Re: Icon naming spec: generic binary MIME type icon?

2008-12-01 Thread Ville Skyttä
On Thursday 27 November 2008, Jakob Petsovits wrote:
 On Thursday 27 November 2008, Ville Skyttä wrote:
  How about adding let's say
 
  binary-x-generic: The icon used for generic binary file types.

 The MIME type for binary files is application/octet-stream, therefore an
 icon for binary files must be named application-octet-stream.

Well, the MIME type for ALL binary files certainly isn't 
application/octet-stream, and because the Standard MIME Type Icons list 
already contained some entries that are not obviously directly derived from 
real/official MIME types, I thought (without knowing much at all about the 
spec) that continuing down that path would be ok.  But I don't really care 
what it's called, only a bit about that _something_ to this effect gets added 
to the spec :)

 I would agree that this totally belongs into the icon naming spec (good
 luck getting it in :P ) but even if it's not in there, pretty much every
 serious theme should ship with such an icon.

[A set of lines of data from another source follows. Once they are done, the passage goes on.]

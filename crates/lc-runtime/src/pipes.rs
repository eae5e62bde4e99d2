//! Logging pipes for the demo catalog.

use lc_gateway::{Command, CommandResponse, Pipe, PipeResult, PipeState, Verdict};
use tracing::info;

pub struct Before {
    state: PipeState,
}

impl Before {
    pub const NAME: &'static str = "Before";

    pub fn create() -> PipeResult<Box<dyn Pipe>> {
        Ok(Box::new(Self {
            state: PipeState::new(),
        }))
    }
}

impl Pipe for Before {
    fn run(&mut self, cmd: &dyn Command, _response: Option<&CommandResponse>) -> PipeResult<Verdict> {
        info!(
            handler_id = cmd.identity().handler_id(),
            verb = cmd.identity().verb(),
            protocol = %cmd.identity().protocol(),
            "before pipe"
        );
        Ok(Verdict::Continue)
    }

    fn state(&self) -> &PipeState {
        &self.state
    }

    fn state_mut(&mut self) -> &mut PipeState {
        &mut self.state
    }
}

pub struct After {
    state: PipeState,
}

impl After {
    pub const NAME: &'static str = "After";

    pub fn create() -> PipeResult<Box<dyn Pipe>> {
        Ok(Box::new(Self {
            state: PipeState::new(),
        }))
    }
}

impl Pipe for After {
    fn run(&mut self, cmd: &dyn Command, response: Option<&CommandResponse>) -> PipeResult<Verdict> {
        info!(
            handler_id = cmd.identity().handler_id(),
            code = response.map(|r| r.code().value()),
            "after pipe"
        );
        Ok(Verdict::Continue)
    }

    fn state(&self) -> &PipeState {
        &self.state
    }

    fn state_mut(&mut self) -> &mut PipeState {
        &mut self.state
    }
}
//! # Gateway Flows
//!
//! Resolution, pipe chains and envelope mapping through the blocking entry
//! point, plus the demo catalog from `lc-runtime`.
//!
//! ## Flow Tested:
//!
//! ```text
//! resolve ──→ before chain ──→ handler ──→ after chain ──→ envelope
//!    │              │             │              │
//!    └─ NO_COMMAND  └─ interrupt  └─ FAIL/ERROR  └─ interrupt
//! ```

#[cfg(test)]
mod tests {
    use std::sync::Arc;

    use crate::fixtures::{
        params, Fixture, APPROVE, AUDIT, BROKEN, DENY, GUARD, PROBE_CLASS,
        PROBE_MODULE, TRAIL,
    };
    use lc_gateway::domain::config::DEFAULT_PIPE_KEY;
    use lc_gateway::domain::response::PROTOCOL_NOT_SUPPORTED_MESSAGE;
    use lc_gateway::{
        CommandResponse, CorrelationId, Gate, HandlerBinding, HandlerIdentity, Phase, Protocol,
        ResponseCode, RestAdapter,
    };
    use serde_json::Value;

    // =========================================================================
    // RESOLUTION
    // =========================================================================

    #[test]
    fn test_unknown_id_is_no_command_without_construction() {
        let fixture = Fixture::new().bind("probe");
        let gate = fixture.gate();

        for id in ["ghost", "", "PROBE", "probe "] {
            let resp = gate.call(id, &params(&[]), "get");
            assert_eq!(resp.code(), ResponseCode::NoCommand);
            assert_eq!(resp.handler_id(), id);
            assert!(!resp.is_success());
        }
        assert_eq!(fixture.constructed(), 0);
    }

    #[test]
    fn test_unregistered_class_is_no_command() {
        let fixture = Fixture::new()
            .bind_to("typo", HandlerBinding::new(PROBE_MODULE, "Prob"))
            .bind_to("partial", HandlerBinding::new("", PROBE_CLASS));
        let gate = fixture.gate();

        assert_eq!(gate.call("typo", &params(&[]), "").code(), ResponseCode::NoCommand);
        assert_eq!(gate.call("partial", &params(&[]), "").code(), ResponseCode::NoCommand);
        assert_eq!(fixture.constructed(), 0);
    }

    #[test]
    fn test_protocol_allow_list() {
        let fixture = Fixture::new().bind_to(
            "rest_only",
            HandlerBinding::new(PROBE_MODULE, PROBE_CLASS).with_protocols([Protocol::Rest]),
        );
        let gate = Arc::new(fixture.gate());

        let direct = gate.call("rest_only", &params(&[]), "get");
        assert_eq!(direct.code(), ResponseCode::NoCommand);
        assert_eq!(direct.message(), PROTOCOL_NOT_SUPPORTED_MESSAGE);
        assert_eq!(fixture.constructed(), 0);

        let rest = RestAdapter::new(Arc::clone(&gate), fixture.config.params.clone());
        let mut input = params(&[("__method", "get")]);
        input.insert("__command_id".into(), Value::from("rest_only"));
        let resp = rest.call(input, CorrelationId::new());
        assert_eq!(resp.code(), ResponseCode::Success);
        assert_eq!(fixture.constructed(), 1);
    }

    // =========================================================================
    // HANDLER OUTCOMES
    // =========================================================================

    #[test]
    fn test_success_carries_result() {
        let fixture = Fixture::new().bind("probe");
        let resp = fixture.gate().call("probe", &params(&[]), "get");

        assert_eq!(resp.code(), ResponseCode::Success);
        assert_eq!(resp.result(), Some(&Value::from("probe:get")));
        assert_eq!(resp.message(), ResponseCode::Success.default_message());
        assert_eq!(resp.handler_id(), "probe");
        assert_eq!(resp.verb(), "get");
    }

    #[test]
    fn test_fail_skips_after_chain() {
        let fixture = Fixture::new()
            .bind("probe")
            .pipes("probe", Phase::After, &[AUDIT]);
        let resp = fixture.gate().call("probe", &params(&[("mode", "fail")]), "");

        assert_eq!(resp.code(), ResponseCode::Fail);
        assert_eq!(resp.message(), "Probe declined.");
        assert_eq!(fixture.runs(), 1);
        assert!(fixture.pipe_log().is_empty());
    }

    #[test]
    fn test_fault_and_panic_are_error() {
        let fixture = Fixture::new()
            .bind("probe")
            .pipes("probe", Phase::After, &[AUDIT]);
        let gate = fixture.gate();

        for mode in ["fault", "panic"] {
            let resp = gate.call("probe", &params(&[("mode", mode)]), "");
            assert_eq!(resp.code(), ResponseCode::Error, "mode {mode}");
            assert!(resp.result().is_none());
        }
        assert!(fixture.pipe_log().is_empty());
    }

    #[test]
    fn test_repeated_calls_are_identical() {
        let fixture = Fixture::new().bind("probe");
        let gate = fixture.gate();
        let input = params(&[("x", "1")]);

        let first = gate.call("probe", &input, "get");
        let second = gate.call("probe", &input, "get");
        assert_eq!(first, second);
        assert_eq!(fixture.constructed(), 2);

        let missing = gate.call("ghost", &input, "get");
        assert_eq!(missing, gate.call("ghost", &input, "get"));
    }

    #[test]
    fn test_concurrent_calls_get_fresh_instances() {
        let fixture = Fixture::new().bind("probe");
        let gate = Arc::new(fixture.gate());

        let handles: Vec<_> = (0..8)
            .map(|i| {
                let gate = Arc::clone(&gate);
                std::thread::spawn(move || gate.call("probe", &params(&[]), &format!("v{i}")))
            })
            .collect();

        for (i, handle) in handles.into_iter().enumerate() {
            let resp = handle.join().unwrap();
            assert_eq!(resp.code(), ResponseCode::Success);
            assert_eq!(resp.result(), Some(&Value::from(format!("probe:v{i}"))));
        }
        assert_eq!(fixture.constructed(), 8);
    }

    // =========================================================================
    // PIPE CHAINS
    // =========================================================================

    #[test]
    fn test_interrupt_with_response_is_returned_verbatim() {
        let fixture = Fixture::new()
            .bind("probe")
            .pipes("probe", Phase::Before, &[AUDIT, GUARD, TRAIL]);
        let resp = fixture.gate().call("probe", &params(&[]), "get");

        let expected = HandlerIdentity::new("probe", "get", Protocol::Direct);
        assert_eq!(resp, CommandResponse::not_login(&expected));
        assert_eq!(fixture.runs(), 0);
        assert_eq!(fixture.pipe_log(), vec!["Audit:before"]);
    }

    #[test]
    fn test_interrupt_without_response_is_bad_request() {
        let fixture = Fixture::new()
            .bind("probe")
            .pipes("probe", Phase::Before, &[DENY]);
        let resp = fixture.gate().call("probe", &params(&[]), "");

        assert_eq!(resp.code(), ResponseCode::BadRequest);
        assert!(!resp.is_success());
        assert_eq!(fixture.runs(), 0);
    }

    #[test]
    fn test_pipe_fault_is_bad_request() {
        let fixture = Fixture::new()
            .bind("probe")
            .pipes("probe", Phase::Before, &[BROKEN, AUDIT]);
        let resp = fixture.gate().call("probe", &params(&[]), "");

        assert_eq!(resp.code(), ResponseCode::BadRequest);
        assert_eq!(fixture.runs(), 0);
        assert!(fixture.pipe_log().is_empty());
    }

    #[test]
    fn test_after_only_pipe_runs_after() {
        let fixture = Fixture::new()
            .bind("probe")
            .pipes("probe", Phase::After, &[AUDIT]);
        let resp = fixture.gate().call("probe", &params(&[]), "");

        assert_eq!(resp.code(), ResponseCode::Success);
        assert_eq!(fixture.pipe_log(), vec!["Audit:after"]);
    }

    #[test]
    fn test_chains_run_in_configured_order() {
        let fixture = Fixture::new()
            .bind("probe")
            .pipes("probe", Phase::Before, &[TRAIL, APPROVE, AUDIT])
            .pipes("probe", Phase::After, &[AUDIT, TRAIL]);
        let resp = fixture.gate().call("probe", &params(&[]), "");

        assert_eq!(resp.code(), ResponseCode::Success);
        assert_eq!(
            fixture.pipe_log(),
            vec![
                "Trail:before",
                "Approve:before",
                "Audit:before",
                "Audit:after",
                "Trail:after"
            ]
        );
    }

    #[test]
    fn test_default_chain_fallback_is_per_phase() {
        let fixture = Fixture::new()
            .bind("probe")
            .bind("other")
            .pipes(DEFAULT_PIPE_KEY, Phase::Before, &[AUDIT])
            .pipes(DEFAULT_PIPE_KEY, Phase::After, &[AUDIT])
            .pipes("probe", Phase::After, &[TRAIL]);
        let gate = fixture.gate();

        gate.call("probe", &params(&[]), "");
        assert_eq!(fixture.pipe_log(), vec!["Audit:before", "Trail:after"]);

        gate.call("other", &params(&[]), "");
        assert_eq!(&fixture.pipe_log()[2..], &["Audit:before", "Audit:after"]);
    }

    #[test]
    fn test_unknown_pipe_is_skipped() {
        let fixture = Fixture::new()
            .bind("probe")
            .pipes("probe", Phase::Before, &["Missing", AUDIT]);
        let gate = fixture.gate();
        let resp = gate.call("probe", &params(&[]), "");

        assert_eq!(resp.code(), ResponseCode::Success);
        assert_eq!(fixture.pipe_log(), vec!["Audit:before"]);
        assert_eq!(gate.metrics().to_json()["pipes"]["skipped"], 1);
    }

    #[test]
    fn test_after_chain_interrupt_replaces_success() {
        let fixture = Fixture::new()
            .bind("probe")
            .pipes("probe", Phase::After, &[GUARD]);
        let resp = fixture.gate().call("probe", &params(&[]), "");

        assert_eq!(resp.code(), ResponseCode::NotLogin);
        assert_eq!(fixture.runs(), 1);
    }

    // =========================================================================
    // DEMO CATALOG
    // =========================================================================

    fn demo_gate(with_pipes: bool) -> Arc<Gate> {
        let config = if with_pipes {
            lc_runtime::demo_config()
        } else {
            let mut config = lc_gateway::GatewayConfig::default();
            config
                .handlers
                .insert("bar".into(), HandlerBinding::new("commands", "Bar"));
            config
        };
        Arc::new(Gate::new(&config, Arc::new(lc_runtime::build_catalog())))
    }

    #[test]
    fn test_bar_echo_over_rest() {
        for with_pipes in [false, true] {
            let rest = RestAdapter::new(demo_gate(with_pipes), Default::default());
            let body = rest.call_from_parts(
                Some("__command_id=bar&x=5"),
                None,
                b"",
                CorrelationId::new(),
            );
            assert_eq!(body["code"], ResponseCode::Success.value());
            assert_eq!(body["result"], "ok:5");
            assert_eq!(body["success"], true);
        }
    }

    #[test]
    fn test_bar_behind_denying_pipe_never_runs() {
        let fixture = Fixture::new()
            .bind("bar")
            .pipes("bar", Phase::Before, &[DENY]);
        let rest = RestAdapter::new(Arc::new(fixture.gate()), fixture.config.params.clone());
        let body = rest.call_from_parts(
            Some("__command_id=bar&x=5"),
            None,
            b"",
            CorrelationId::new(),
        );

        assert_eq!(body["code"], ResponseCode::BadRequest.value());
        assert_eq!(body["success"], false);
        assert_eq!(fixture.runs(), 0);
    }
}
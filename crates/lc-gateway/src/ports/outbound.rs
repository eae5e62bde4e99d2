//! Outbound ports for the gateway.
//!
//! [`StreamSink`] is what a handler sees during `async_run`; a
//! [`StreamTransport`] is what the streaming adapter writes frames into.

use crate::domain::error::StreamError;
use async_trait::async_trait;
use axum::http::{header, HeaderMap, HeaderValue, StatusCode};
use bytes::Bytes;

pub const EVENT_STREAM_CONTENT_TYPE: &str = "text/event-stream;charset=UTF-8";

/// Status/header change requested by a handler
#[derive(Debug, Clone, Default, PartialEq, Eq)]
pub struct HeadUpdate {
    pub status: Option<u16>,
    pub headers: Vec<(String, String)>,
}

impl HeadUpdate {
    pub fn status(status: u16) -> Self {
        Self {
            status: Some(status),
            headers: Vec::new(),
        }
    }

    pub fn header(mut self, name: impl Into<String>, value: impl Into<String>) -> Self {
        self.headers.push((name.into(), value.into()));
        self
    }
}

/// Incremental output channel handed to `Command::async_run`
#[async_trait]
pub trait StreamSink: Send {
    /// False when pushes go nowhere (non-streaming calls)
    fn is_attached(&self) -> bool {
        true
    }

    /// Emit one discrete message
    async fn push(&mut self, message: &str) -> Result<(), StreamError>;

    /// Adjust outgoing status and headers before the head is sent
    async fn rebuild_head(&mut self, update: HeadUpdate) -> Result<(), StreamError>;
}

/// Sink used when no streaming adapter is attached; discards everything
#[derive(Debug, Default, Clone, Copy)]
pub struct DetachedSink;

#[async_trait]
impl StreamSink for DetachedSink {
    fn is_attached(&self) -> bool {
        false
    }

    async fn push(&mut self, _message: &str) -> Result<(), StreamError> {
        Ok(())
    }

    async fn rebuild_head(&mut self, _update: HeadUpdate) -> Result<(), StreamError> {
        Ok(())
    }
}

/// Status line and headers of a streaming response
#[derive(Debug, Clone)]
pub struct ResponseHead {
    pub status: StatusCode,
    pub headers: HeaderMap,
}

impl Default for ResponseHead {
    fn default() -> Self {
        let mut headers = HeaderMap::new();
        headers.insert(
            header::CONTENT_TYPE,
            HeaderValue::from_static(EVENT_STREAM_CONTENT_TYPE),
        );
        headers.insert(header::CACHE_CONTROL, HeaderValue::from_static("no-cache"));
        Self {
            status: StatusCode::OK,
            headers,
        }
    }
}

/// Byte-level streaming transport
#[async_trait]
pub trait StreamTransport: Send {
    /// Commit status and headers; called at most once, before any `send`
    async fn open(&mut self, head: ResponseHead) -> Result<(), StreamError>;

    /// Write one already-framed chunk
    async fn send(&mut self, chunk: Bytes) -> Result<(), StreamError>;

    /// Signal end of stream
    async fn eof(&mut self) -> Result<(), StreamError>;
}
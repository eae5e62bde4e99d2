//! Transport adapters.
//!
//! Each adapter turns a transport-specific request into
//! `(handler_id, params, verb)`, calls the gate and renders the result. The
//! HTTP wiring lives in [`crate::service`]; these types are transport-agnostic
//! apart from the stream head types.

pub mod action;
pub mod params;
pub mod rest;
pub mod rpc;
pub mod stream;

pub use action::ActionAdapter;
pub use params::{params_from_parts, take_reserved};
pub use rest::RestAdapter;
pub use rpc::{RpcAdapter, RpcRequest};
pub use stream::{ChannelTransport, StreamAdapter, StreamContext};
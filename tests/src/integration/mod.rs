//! Integration flows.

pub mod gateway_flows;
pub mod stream_flows;
//! Action handlers: a lighter handler variant dispatched outside the pipe
//! chain, with its own lifecycle hooks and code set.

use crate::domain::error::HandlerResult;
use crate::domain::handler::{HandlerIdentity, Params};
use serde::{Deserialize, Deserializer, Serialize, Serializer};
use serde_json::Value;

pub const ACTION_SUCCESS_MESSAGE: &str = "Success.";
pub const ACTION_NOT_FOUND_MESSAGE: &str = "Action: {} not found.";
pub const ACTION_UNEXPECTED_MESSAGE: &str = "Got an unexpected error.";
pub const ACTION_RUNNING_ERROR_MESSAGE: &str = "Action running error.";

/// Closed set of action outcome codes
#[derive(Debug, Clone, Copy, PartialEq, Eq, Hash)]
pub enum ActionCode {
    Success,
    RunningError,
    ActionNotFound,
    UnexpectedError,
}

impl ActionCode {
    pub const fn value(&self) -> i32 {
        match self {
            Self::Success => 200,
            Self::RunningError => 500,
            Self::ActionNotFound => 404,
            Self::UnexpectedError => -1,
        }
    }

    pub fn from_value(value: i32) -> Option<Self> {
        match value {
            200 => Some(Self::Success),
            500 => Some(Self::RunningError),
            404 => Some(Self::ActionNotFound),
            -1 => Some(Self::UnexpectedError),
            _ => None,
        }
    }
}

impl Serialize for ActionCode {
    fn serialize<S: Serializer>(&self, serializer: S) -> Result<S::Ok, S::Error> {
        serializer.serialize_i32(self.value())
    }
}

impl<'de> Deserialize<'de> for ActionCode {
    fn deserialize<D: Deserializer<'de>>(deserializer: D) -> Result<Self, D::Error> {
        let value = i32::deserialize(deserializer)?;
        Self::from_value(value)
            .ok_or_else(|| serde::de::Error::custom(format!("unknown action code {value}")))
    }
}

/// Mutable per-call state of an action
#[derive(Debug, Clone)]
pub struct ActionState {
    identity: HandlerIdentity,
    code: Option<ActionCode>,
    message: Option<String>,
    result: Option<Value>,
}

impl ActionState {
    pub fn new(identity: HandlerIdentity) -> Self {
        Self {
            identity,
            code: None,
            message: None,
            result: None,
        }
    }

    pub fn identity(&self) -> &HandlerIdentity {
        &self.identity
    }

    /// Declared outcome code, `None` until the action sets one
    pub fn code(&self) -> Option<ActionCode> {
        self.code
    }

    pub fn set_code(&mut self, code: ActionCode) {
        self.code = Some(code);
    }

    pub fn message(&self) -> Option<&str> {
        self.message.as_deref()
    }

    pub fn set_message(&mut self, message: impl Into<String>) {
        self.message = Some(message.into());
    }

    pub fn result(&self) -> Option<&Value> {
        self.result.as_ref()
    }

    pub fn set_result(&mut self, result: impl Into<Value>) {
        self.result = Some(result.into());
    }
}

/// Action handler.
///
/// `before` returning false aborts before `run`; `after` returning false
/// discards the result. Either way the declared code/message is used, or
/// `RUNNING_ERROR` when none was declared.
pub trait Action: Send {
    fn state(&self) -> &ActionState;

    fn state_mut(&mut self) -> &mut ActionState;

    fn before(&mut self, _params: &Params) -> bool {
        true
    }

    fn run(&mut self, params: &Params, verb: &str) -> HandlerResult<()>;

    fn after(&mut self, _params: &Params) -> bool {
        true
    }
}

/// Wire shape of an action outcome
#[derive(Debug, Clone, PartialEq, Serialize, Deserialize)]
pub struct ActionResponse {
    pub code: ActionCode,
    pub success: bool,
    pub message: Option<String>,
    pub result: Option<Value>,
}

impl ActionResponse {
    pub fn new(code: ActionCode, message: Option<String>) -> Self {
        Self {
            code,
            success: false,
            message,
            result: None,
        }
    }

    pub fn not_found(name: &str) -> Self {
        Self::new(
            ActionCode::ActionNotFound,
            Some(ACTION_NOT_FOUND_MESSAGE.replace("{}", name)),
        )
    }

    pub fn unexpected() -> Self {
        Self::new(
            ActionCode::UnexpectedError,
            Some(ACTION_UNEXPECTED_MESSAGE.to_string()),
        )
    }

    /// Terminal response built from the action's declared state
    pub fn from_state(state: &ActionState) -> Self {
        let result = state.result().cloned();
        let message = state.message().map(str::to_string);
        match state.code() {
            Some(ActionCode::Success) => Self {
                code: ActionCode::Success,
                success: true,
                message: message.or_else(|| Some(ACTION_SUCCESS_MESSAGE.to_string())),
                result,
            },
            Some(ActionCode::RunningError) => Self {
                code: ActionCode::RunningError,
                success: false,
                message: message.or_else(|| Some(ACTION_RUNNING_ERROR_MESSAGE.to_string())),
                result,
            },
            _ => Self {
                code: ActionCode::UnexpectedError,
                success: false,
                message: message.or_else(|| Some(ACTION_UNEXPECTED_MESSAGE.to_string())),
                result,
            },
        }
    }

    /// Response for a lifecycle hook that returned false
    pub fn aborted(state: &ActionState) -> Self {
        Self::new(
            state.code().unwrap_or(ActionCode::RunningError),
            state.message().map(str::to_string),
        )
    }
}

 ...what? gnome-icon-theme does not have an application-octet-stream icon?
 Dude. Well, good luck getting it into the spec then.

Mmh, I don't know about the history around the spec but good luck getting it 
in doesn't sound too encouraging.  Contacting this list was the only 
instruction about feedback to the spec I found - does the good luck part 
imply that I should be contacting someone else about it or be prepared to do 
something else besides start this discussion?

I don't have an account for editing the Wiki, could someone who does add an 
entry about this to 
http://www.freedesktop.org/wiki/Specifications/icon-naming-spec/to-be-named ?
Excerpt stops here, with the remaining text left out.